Data extracts:
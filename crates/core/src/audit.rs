// SPDX-License-Identifier: BUSL-1.1
// Copyright (c) 2026 Alfred Jean LLC

//! Audit trail records

use crate::delivery::FailureKey;
use crate::id::{AccountId, ConfigId, DocumentId, EnvelopeId, RecipientId, StepId, TabId, UserId};
use chrono::{DateTime, Utc};
use serde::{Deserialize, Serialize};

/// Who performed an audited action
#[derive(Debug, Clone, PartialEq, Eq, Serialize, Deserialize)]
#[serde(tag = "type", content = "id", rename_all = "snake_case")]
pub enum Actor {
    User(UserId),
    /// Scheduler ticks, delivery workers
    System,
}

impl std::fmt::Display for Actor {
    fn fmt(&self, f: &mut std::fmt::Formatter<'_>) -> std::fmt::Result {
        match self {
            Actor::User(id) => write!(f, "user:{}", id),
            Actor::System => write!(f, "system"),
        }
    }
}

/// The record an audited action touched
#[derive(Debug, Clone, PartialEq, Eq, Serialize, Deserialize)]
#[serde(tag = "type", rename_all = "snake_case")]
pub enum ResourceRef {
    Envelope { id: EnvelopeId },
    Recipient { envelope_id: EnvelopeId, id: RecipientId },
    Document { envelope_id: EnvelopeId, id: DocumentId },
    Tab { envelope_id: EnvelopeId, id: TabId },
    WorkflowStep { envelope_id: EnvelopeId, id: StepId },
    Lock { envelope_id: EnvelopeId },
    ConnectConfig { id: ConfigId },
    ConnectFailure { key: FailureKey },
}

impl ResourceRef {
    pub fn kind(&self) -> &'static str {
        match self {
            ResourceRef::Envelope { .. } => "envelope",
            ResourceRef::Recipient { .. } => "recipient",
            ResourceRef::Document { .. } => "document",
            ResourceRef::Tab { .. } => "tab",
            ResourceRef::WorkflowStep { .. } => "workflow_step",
            ResourceRef::Lock { .. } => "lock",
            ResourceRef::ConnectConfig { .. } => "connect_config",
            ResourceRef::ConnectFailure { .. } => "connect_failure",
        }
    }

    pub fn id(&self) -> String {
        match self {
            ResourceRef::Envelope { id } => id.to_string(),
            ResourceRef::Recipient { id, .. } => id.to_string(),
            ResourceRef::Document { id, .. } => id.to_string(),
            ResourceRef::Tab { id, .. } => id.to_string(),
            ResourceRef::WorkflowStep { id, .. } => id.to_string(),
            ResourceRef::Lock { envelope_id } => envelope_id.to_string(),
            ResourceRef::ConnectConfig { id } => id.to_string(),
            ResourceRef::ConnectFailure { key } => key.to_string(),
        }
    }

    /// Envelope the resource hangs off, if any
    pub fn envelope_id(&self) -> Option<&EnvelopeId> {
        match self {
            ResourceRef::Envelope { id } => Some(id),
            ResourceRef::Recipient { envelope_id, .. }
            | ResourceRef::Document { envelope_id, .. }
            | ResourceRef::Tab { envelope_id, .. }
            | ResourceRef::WorkflowStep { envelope_id, .. }
            | ResourceRef::Lock { envelope_id } => Some(envelope_id),
            ResourceRef::ConnectFailure { key } => Some(&key.envelope_id),
            ResourceRef::ConnectConfig { .. } => None,
        }
    }
}

/// One append-only audit row
#[derive(Debug, Clone, PartialEq, Serialize, Deserialize)]
pub struct AuditEntry {
    /// Assigned by the sink on append
    #[serde(default)]
    pub sequence: u64,
    pub at: DateTime<Utc>,
    pub account_id: AccountId,
    pub actor: Actor,
    /// Dotted action name, e.g. "envelope.void"
    pub action: String,
    pub resource: ResourceRef,
    pub before: Option<serde_json::Value>,
    pub after: Option<serde_json::Value>,
}

impl AuditEntry {
    pub fn new(
        account_id: AccountId,
        actor: Actor,
        action: impl Into<String>,
        resource: ResourceRef,
        at: DateTime<Utc>,
    ) -> Self {
        Self {
            sequence: 0,
            at,
            account_id,
            actor,
            action: action.into(),
            resource,
            before: None,
            after: None,
        }
    }

    pub fn before<T: Serialize>(mut self, value: Option<&T>) -> Self {
        self.before = value.and_then(snapshot);
        self
    }

    pub fn after<T: Serialize>(mut self, value: Option<&T>) -> Self {
        self.after = value.and_then(snapshot);
        self
    }
}

/// JSON snapshot of a record; records that fail to serialize are left out
pub fn snapshot<T: Serialize>(value: &T) -> Option<serde_json::Value> {
    serde_json::to_value(value).ok()
}

#[cfg(test)]
#[path = "audit_tests.rs"]
mod tests;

Task item:
Report each line of the material above where the word "AccountId" appears.

Solution below:
use crate::id::{AccountId, ConfigId, DocumentId, EnvelopeId, RecipientId, StepId, TabId, UserId};
    pub account_id: AccountId,
        account_id: AccountId,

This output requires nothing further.